- Born: 1915
- Died: 1992 (aged 76–77)
- Occupations: Businessman, Lawyer
- Known for: Leadership at Michelin and Citroën
- Title: Chairman of Citroën (1970–1975), Director at Michelin (1966–1991)
- Children: Michel Rollier, Philippe Rollier

= Francois Rollier =

French businessman (1915–1992)

François Rollier (1915–1992) was a french lawyer and businessman. He was a key executive at the Michelin company from 1956, serving as a director between 1966 and 1991 alongside his cousin, François Michelin, and, from 1986, René Zingraff.

==Career==
===Michelin===
Rollier joined Michelin in 1956 and played a crucial role in the company's expansion. By 1966, he became one of Michelin's leading directors, helping guide the company alongside François Michelin.

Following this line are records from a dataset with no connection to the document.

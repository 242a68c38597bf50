//! BMC protocol descriptors.

use crate::core::domain::error::BmcError;
use serde::{Deserialize, Serialize};
use std::fmt;
use std::str::FromStr;

/// Protocol descriptor as stored on BMC and machine records.
///
/// The name is kept as found in the record so an unknown protocol can be
/// reported verbatim; it is parsed into the closed [`ProtocolName`] enum
/// only when a client is built.
#[derive(Debug, Clone, PartialEq, Eq, Deserialize, Serialize)]
pub struct Protocol {
    pub name: String,
    pub port: u16,
}

impl Protocol {
    pub fn new(name: impl Into<String>, port: u16) -> Self {
        Self {
            name: name.into(),
            port,
        }
    }
}

/// The supported Redfish flavours.
#[derive(Debug, Clone, Copy, PartialEq, Eq, Hash)]
pub enum ProtocolName {
    /// A Redfish service reached directly over the management network
    Redfish,
    /// A Redfish service on loopback or a local emulator
    RedfishLocal,
    /// A Redfish service whose side effects are mirrored into the cluster
    RedfishKube,
}

impl ProtocolName {
    pub fn as_str(&self) -> &'static str {
        match self {
            ProtocolName::Redfish => "Redfish",
            ProtocolName::RedfishLocal => "RedfishLocal",
            ProtocolName::RedfishKube => "RedfishKube",
        }
    }
}

impl fmt::Display for ProtocolName {
    fn fmt(&self, f: &mut fmt::Formatter<'_>) -> fmt::Result {
        f.write_str(self.as_str())
    }
}

impl FromStr for ProtocolName {
    type Err = BmcError;

    fn from_str(s: &str) -> Result<Self, Self::Err> {
        match s {
            "Redfish" => Ok(ProtocolName::Redfish),
            "RedfishLocal" | "Redfish-Local" => Ok(ProtocolName::RedfishLocal),
            "RedfishKube" | "Redfish-Kube" => Ok(ProtocolName::RedfishKube),
            other => Err(BmcError::UnsupportedProtocol(other.to_string())),
        }
    }
}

He remained in this position until his retirement in 1991, after which Édouard Michelin succeeded him.

===Citroën===
On 24 June 1970, Rollier was appointed chairman of Citroën, a leading automobile manufacturer that had been financially struggling and was acquired by Michelin, its main creditor, in the 1930s. At the time of his appointment, Citroën had recently introduced the Citroën GS, a model seen as key to its financial recovery. However, the 1973 oil crisis severely impacted the company, leading to heavy losses. In 1975, Michelin ceded control of Citroën to Peugeot, forming PSA Peugeot Citroën.

==Personal life==
François Rollier was the father of Michel Rollier, who served as a director and board member at Michelin from 2006 to 2021. His elder son, Philippe Rollier, was the CEO of Lafarge North America.